When Sky News reported last Sunday that the Home Office was to set up an inquiry into Mr Blunkett, my 19-year-old son laughed. "He is the Home Office," he said. "How can he have an inquiry into himself?"

I said the investigation would be made by an independent figure. But as the remarkable saga unfolded, I realised my son was right. John Gieve, the permanent secretary at the Home Office, set up the inquiry and appointed Sir Alan Budd as chairman.

There is speculation that the visa application may even have crossed Mr Gieve's desk. Will he be called to give evidence to an inquiry he set up? And why did Sir Alan's brief not include the allegations that Mr Blunkett used civil servants in his acrimonious battle with Mrs Quinn?
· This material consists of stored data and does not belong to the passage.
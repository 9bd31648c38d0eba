//! Cover extractor for e-book archives
//!
//! Pulls the declared cover image out of an EPUB archive. Covers arrive
//! already encoded, so the adapter emits a [`RawVisual::Image`] and the
//! cache stores it as-is. The archive handle is released before the bytes
//! are inspected: many items get rendered over a session, and holding zip
//! handles open would accumulate descriptors.

use crate::adapter::{DocumentKind, RenderError, RendererAdapter, RenderResult};
use crate::visual::{EncodedImage, ImageFormat, RawVisual};
use ::epub::doc::EpubDoc;
use std::io::Cursor;
use std::path::Path;

/// EPUB cover renderer
///
/// A pure-Rust backend: it is compiled in and therefore always ready; the
/// readiness gate resolves immediately for archive items.
pub struct EpubCoverRenderer;

impl EpubCoverRenderer {
    /// Create a cover renderer
    pub fn new() -> Self {
        Self
    }

    /// Determine format and dimensions of encoded cover bytes
    fn probe(bytes: &[u8], declared_mime: &str) -> RenderResult<(ImageFormat, u32, u32)> {
        let reader = image::ImageReader::new(Cursor::new(bytes))
            .with_guessed_format()
            .map_err(|e| RenderError::Render(format!("cover probe failed: {}", e)))?;

        let format = match reader.format() {
            Some(image::ImageFormat::Png) => ImageFormat::Png,
            Some(image::ImageFormat::Jpeg) => ImageFormat::Jpeg,
            // Fall back to the manifest's MIME type when the bytes are
            // ambiguous.
            _ => ImageFormat::from_mime(declared_mime).ok_or_else(|| {
                RenderError::Render(format!("unsupported cover format: {}", declared_mime))
            })?,
        };

        let (width, height) = reader
            .into_dimensions()
            .map_err(|e| RenderError::Render(format!("cover decode failed: {}", e)))?;

        Ok((format, width, height))
    }
}

impl Default for EpubCoverRenderer {
    fn default() -> Self {
        Self::new()
    }
}

impl RendererAdapter for EpubCoverRenderer {
    fn kind(&self) -> DocumentKind {
        DocumentKind::Archive
    }

    fn is_ready(&self) -> bool {
        true
    }

    fn render_first_visual(&self, path: &Path) -> RenderResult<Option<RawVisual>> {
        let mut doc = EpubDoc::new(path).map_err(|e| RenderError::Open(e.to_string()))?;
        let cover = doc.get_cover();
        // Release the archive handle before doing anything with the bytes.
        drop(doc);

        let Some((bytes, mime)) = cover else {
            log::debug!("{} declares no cover", path.display());
            return Ok(None);
        };

        let (format, width, height) = Self::probe(&bytes, &mime)?;
        Ok(Some(RawVisual::Image(EncodedImage::new(
            format, width, height, bytes,
        ))))
    }
}

#[cfg(test)]
mod tests {
    use super::*;

    // 1x1 opaque PNG
    const TINY_PNG: &[u8] = &[
        0x89, 0x50, 0x4E, 0x47, 0x0D, 0x0A, 0x1A, 0x0A, 0x00, 0x00, 0x00, 0x0D, 0x49, 0x48, 0x44,
        0x52, 0x00, 0x00, 0x00, 0x01, 0x00, 0x00, 0x00, 0x01, 0x08, 0x06, 0x00, 0x00, 0x00, 0x1F,
        0x15, 0xC4, 0x89, 0x00, 0x00, 0x00, 0x0D, 0x49, 0x44, 0x41, 0x54, 0x78, 0x9C, 0x62, 0xF8,
        0xCF, 0xC0, 0x00, 0x00, 0x00, 0x03, 0x00, 0x01, 0x9A, 0x60, 0xE1, 0xD5, 0x00, 0x00, 0x00,
        0x00, 0x49, 0x45, 0x4E, 0x44, 0xAE, 0x42, 0x60, 0x82,
    ];

    #[test]
    fn test_renderer_kind_and_readiness() {
        let renderer = EpubCoverRenderer::new();
        assert_eq!(renderer.kind(), DocumentKind::Archive);
        assert!(renderer.is_ready());
    }

    #[test]
    fn test_probe_png_bytes() {
        let (format, width, height) = EpubCoverRenderer::probe(TINY_PNG, "image/png").unwrap();
        assert_eq!(format, ImageFormat::Png);
        assert_eq!((width, height), (1, 1));
    }

    #[test]
    fn test_probe_rejects_garbage() {
        let err = EpubCoverRenderer::probe(&[0, 1, 2, 3], "application/octet-stream").unwrap_err();
        assert!(matches!(err, RenderError::Render(_)));
    }

    #[test]
    fn test_missing_archive_is_open_error() {
        let renderer = EpubCoverRenderer::new();
        let err = renderer
            .render_first_visual(Path::new("does-not-exist.epub"))
            .unwrap_err();
        assert!(matches!(err, RenderError::Open(_)));
    }
}
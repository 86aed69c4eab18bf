use std::sync::Mutex;

use super::NavigationTarget;

/// Receives redirects issued by the session guard.
pub trait Navigator: Send + Sync {
    fn navigate(&self, target: &NavigationTarget);
}

/// Navigator that only remembers where it was sent.
#[derive(Debug, Default)]
pub struct RecordingNavigator {
    history: Mutex<Vec<NavigationTarget>>,
}

impl RecordingNavigator {
    pub fn new() -> Self {
        Self::default()
    }

    pub fn history(&self) -> Vec<NavigationTarget> {
        self.history.lock().map(|h| h.clone()).unwrap_or_default()
    }

    pub fn last(&self) -> Option<NavigationTarget> {
        self.history.lock().ok().and_then(|h| h.last().cloned())
    }
}

impl Navigator for RecordingNavigator {
    fn navigate(&self, target: &NavigationTarget) {
        if let Ok(mut history) = self.history.lock() {
            history.push(target.clone());
        }
    }
}
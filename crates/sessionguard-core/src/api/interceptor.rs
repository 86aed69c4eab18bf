use reqwest::header::HeaderMap;
use reqwest::StatusCode;

/// Hook that sees every outgoing request and every response status.
pub trait Interceptor: Send + Sync {
    fn before_send(&self, _headers: &mut HeaderMap) {}

    fn on_response(&self, _status: StatusCode) {}
}
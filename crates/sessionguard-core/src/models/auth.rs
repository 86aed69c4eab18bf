use serde::{Deserialize, Serialize};

use super::User;

/// Minimum and maximum length for a person's name
const NAME_MIN_CHARS: usize = 3;
const NAME_MAX_CHARS: usize = 100;

/// Minimum password length accepted by the backend
const PASSWORD_MIN_CHARS: usize = 6;

#[derive(Debug, Clone, Serialize)]
pub struct LoginRequest {
    pub email: String,
    pub senha: String,
}

/// Body returned by a successful login.
#[derive(Debug, Clone, Serialize, Deserialize)]
#[cfg_attr(feature = "ts", derive(ts_rs::TS), ts(export))]
pub struct TokenResponse {
    pub token: String,
    /// Token scheme, always "Bearer" in practice
    #[serde(default)]
    pub tipo: Option<String>,
    pub usuario: User,
}

#[derive(Debug, Clone, Default, PartialEq, Eq, Serialize)]
#[cfg_attr(feature = "ts", derive(ts_rs::TS), ts(export))]
pub struct RegistrationRequest {
    pub nome: String,
    pub email: String,
    pub senha: String,
    #[serde(skip_serializing_if = "Option::is_none")]
    pub telefone: Option<String>,
    #[serde(skip_serializing_if = "Option::is_none")]
    pub imagem: Option<String>,
}

impl RegistrationRequest {
    /// Returns every rule the request breaks; empty when valid.
    pub fn validation_errors(&self) -> Vec<String> {
        let mut errors = Vec::new();
        if self.nome.trim().is_empty() {
            errors.push("Name is required".to_string());
        } else if let Some(e) = check_name(&self.nome) {
            errors.push(e);
        }
        if self.email.trim().is_empty() {
            errors.push("Email is required".to_string());
        } else if !is_valid_email(&self.email) {
            errors.push("Email must be valid".to_string());
        }
        if self.senha.trim().is_empty() {
            errors.push("Password is required".to_string());
        } else if let Some(e) = check_password(&self.senha) {
            errors.push(e);
        }
        errors
    }
}

/// Partial account update; absent fields are left unchanged server-side.
#[derive(Debug, Clone, Default, PartialEq, Eq, Serialize)]
#[cfg_attr(feature = "ts", derive(ts_rs::TS), ts(export))]
pub struct ProfileUpdate {
    #[serde(skip_serializing_if = "Option::is_none")]
    pub nome: Option<String>,
    #[serde(skip_serializing_if = "Option::is_none")]
    pub email: Option<String>,
    #[serde(skip_serializing_if = "Option::is_none")]
    pub senha: Option<String>,
    #[serde(skip_serializing_if = "Option::is_none")]
    pub telefone: Option<String>,
    #[serde(skip_serializing_if = "Option::is_none")]
    pub imagem: Option<String>,
}

impl ProfileUpdate {
    pub fn validation_errors(&self) -> Vec<String> {
        let mut errors = Vec::new();
        if let Some(e) = self.nome.as_deref().and_then(check_name) {
            errors.push(e);
        }
        if let Some(email) = self.email.as_deref() {
            if !is_valid_email(email) {
                errors.push("Email must be valid".to_string());
            }
        }
        if let Some(e) = self.senha.as_deref().and_then(check_password) {
            errors.push(e);
        }
        errors
    }

    pub fn is_empty(&self) -> bool {
        self.nome.is_none()
            && self.email.is_none()
            && self.senha.is_none()
            && self.telefone.is_none()
            && self.imagem.is_none()
    }
}

/// Error body the backend sends with 4xx/5xx responses.
#[derive(Debug, Clone, Default, Deserialize)]
#[serde(rename_all = "camelCase")]
pub struct ErrorResponse {
    #[serde(default)]
    pub timestamp: Option<String>,
    #[serde(default)]
    pub status: Option<u16>,
    #[serde(default)]
    pub error: Option<String>,
    #[serde(default)]
    pub message: Option<String>,
    #[serde(default)]
    pub path: Option<String>,
    #[serde(default)]
    pub details: Vec<String>,
}

impl ErrorResponse {
    /// Best human-readable summary: message, then error title
    pub fn summary(&self) -> Option<&str> {
        self.message
            .as_deref()
            .or(self.error.as_deref())
            .filter(|s| !s.is_empty())
    }
}

fn check_name(nome: &str) -> Option<String> {
    let len = nome.chars().count();
    if (NAME_MIN_CHARS..=NAME_MAX_CHARS).contains(&len) {
        None
    } else {
        Some(format!(
            "Name must be between {} and {} characters",
            NAME_MIN_CHARS, NAME_MAX_CHARS
        ))
    }
}

fn check_password(senha: &str) -> Option<String> {
    if senha.chars().count() >= PASSWORD_MIN_CHARS {
        None
    } else {
        Some(format!(
            "Password must be at least {} characters",
            PASSWORD_MIN_CHARS
        ))
    }
}

/// Loose email shape check: one '@', non-empty local part, dotted domain.
fn is_valid_email(email: &str) -> bool {
    if email.chars().any(char::is_whitespace) {
        return false;
    }
    let Some((local, domain)) = email.split_once('@') else {
        return false;
    };
    if local.is_empty() || domain.contains('@') {
        return false;
    }
    let labels: Vec<&str> = domain.split('.').collect();
    labels.len() >= 2 && labels.iter().all(|l| !l.is_empty())
}
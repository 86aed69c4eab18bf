//! Session storage backends.
//!
//! The guard never touches a concrete store directly. It is handed a
//! `SessionStorage` and only ever calls `get`, `set` and `remove`, each of
//! which is atomic on its own. Backends:
//!
//! - `MemoryStorage`: process-local map, used in tests and embedders
//! - `FileStorage`: JSON file in the cache directory
//! - `KeyringStorage`: OS keychain, one entry per key

pub mod error;
pub mod file;
pub mod keychain;
pub mod memory;

pub use error::StorageError;
pub use file::FileStorage;
pub use keychain::KeyringStorage;
pub use memory::MemoryStorage;

/// Key the bearer token is stored under.
pub const TOKEN_KEY: &str = "token";

/// Key the JSON-serialized current user is stored under.
pub const USER_KEY: &str = "usuario";

/// Minimal key/value contract the session guard is written against.
pub trait SessionStorage: Send + Sync {
    fn get(&self, key: &str) -> Result<Option<String>, StorageError>;

    fn set(&self, key: &str, value: &str) -> Result<(), StorageError>;

    /// Removing a key that is not present is not an error.
    fn remove(&self, key: &str) -> Result<(), StorageError>;
}
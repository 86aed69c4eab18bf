use serde::Deserialize;

/// One page of a paginated listing, as the backend serializes it.
#[derive(Debug, Clone, Deserialize)]
#[serde(rename_all = "camelCase")]
pub struct Page<T> {
    #[serde(default = "Vec::new")]
    pub content: Vec<T>,
    #[serde(default)]
    pub total_elements: u64,
    #[serde(default)]
    pub total_pages: u32,
    /// Zero-based page index
    #[serde(default)]
    pub number: u32,
    #[serde(default)]
    pub size: u32,
}

impl<T> Page<T> {
    pub fn has_next(&self) -> bool {
        self.number + 1 < self.total_pages
    }
}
The Government should appoint a permanent independent watchdog for ministers, who would consider complaints, launch his own inquiries and fix the terms of reference. There is already one for MPs, so why not ministers? Mr Blair has accepted such investigations should no longer be done by the Cabinet Secretary. He has also promised an independent ethics adviser on ministers' financial interests, whose remit could easily be widened.

But I have seen nothing to justify Mr Blunkett's resignation and I think it wrong for people who do not like his policies to use his personal crisis to hound him out of office. When the media pack scents a minister's blood, it is a sport played without rules and usually ends with a scalp.

Some newspapers say a minister cannot do his job because of the media frenzy, a self-fulfilling prophecy, the game that allows them to take revenge on Labour for its news management and do the job of a feeble opposition for it.

Mr Blunkett's blindness since birth has forced him to be a good juggler in his highly demanding job. I do not know if Mr Blunkett has acted in the best interests of the two-year-old boy since Mrs Quinn ended their relationship. But I can say he is one of the more scrupulous politicians I have met in my Westminster world, where scruples often take a back seat. And if Mrs Quinn had agreed to his repeated requests to marry him, he would be in a similar position to Michael Howard and Robin Cook. No one talks about their private lives now.

Not all of Mr Blair's ministers really believe in his mantra that people have responsibilities to society as well as rights. It would be a terrible irony if Mr Blunkett, a true believer, decides he must put his personal responsibilities before his right to remain in office.